» TASK INSTRUCTIONS:
Go through the entries one line at a time, and gather every line that has the word "async".
╔══
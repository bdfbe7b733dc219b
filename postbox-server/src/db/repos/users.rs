//! User repository
//!
//! Users are keyed by their external `user_id`; the identity `id` is only
//! echoed back.

use chrono::{DateTime, Utc};
use serde::Serialize;
use sqlx::{FromRow, PgPool};

use crate::db::DbError;

/// User record from database
#[derive(Debug, Clone, FromRow, Serialize)]
pub struct User {
    pub id: i64,
    pub user_id: String,
    pub created_at: DateTime<Utc>,
    pub updated_at: DateTime<Utc>,
}

/// User repository
pub struct UserRepo<'a> {
    pool: &'a PgPool,
}

impl<'a> UserRepo<'a> {
    pub fn new(pool: &'a PgPool) -> Self {
        Self { pool }
    }

    /// Insert a user. Fails with a unique violation if `user_id` exists.
    pub async fn create(&self, user_id: &str) -> Result<Vec<User>, DbError> {
        let users: Vec<User> = sqlx::query_as(
            r#"
            INSERT INTO users (user_id)
            VALUES ($1)
            RETURNING id, user_id, created_at, updated_at
            "#,
        )
        .bind(user_id)
        .fetch_all(self.pool)
        .await?;

        Ok(users)
    }

    pub async fn get(&self, user_id: &str) -> Result<Vec<User>, DbError> {
        let users: Vec<User> = sqlx::query_as(
            r#"
            SELECT id, user_id, created_at, updated_at
            FROM users
            WHERE user_id = $1
            "#,
        )
        .bind(user_id)
        .fetch_all(self.pool)
        .await?;

        Ok(users)
    }

    /// Bump `updated_at` to now.
    pub async fn touch(&self, user_id: &str) -> Result<Vec<User>, DbError> {
        let users: Vec<User> = sqlx::query_as(
            r#"
            UPDATE users
            SET updated_at = NOW()
            WHERE user_id = $1
            RETURNING id, user_id, created_at, updated_at
            "#,
        )
        .bind(user_id)
        .fetch_all(self.pool)
        .await?;

        Ok(users)
    }

    /// Delete a user. Fails with a foreign key violation while the user
    /// still owns messages.
    pub async fn delete(&self, user_id: &str) -> Result<Vec<User>, DbError> {
        let users: Vec<User> = sqlx::query_as(
            r#"
            DELETE FROM users
            WHERE user_id = $1
            RETURNING id, user_id, created_at, updated_at
            "#,
        )
        .bind(user_id)
        .fetch_all(self.pool)
        .await?;

        Ok(users)
    }
}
╚══
» SOLUTION:
    pub async fn create(&self, user_id: &str) -> Result<Vec<User>, DbError> {
    pub async fn get(&self, user_id: &str) -> Result<Vec<User>, DbError> {
    pub async fn touch(&self, user_id: &str) -> Result<Vec<User>, DbError> {
    pub async fn delete(&self, user_id: &str) -> Result<Vec<User>, DbError> {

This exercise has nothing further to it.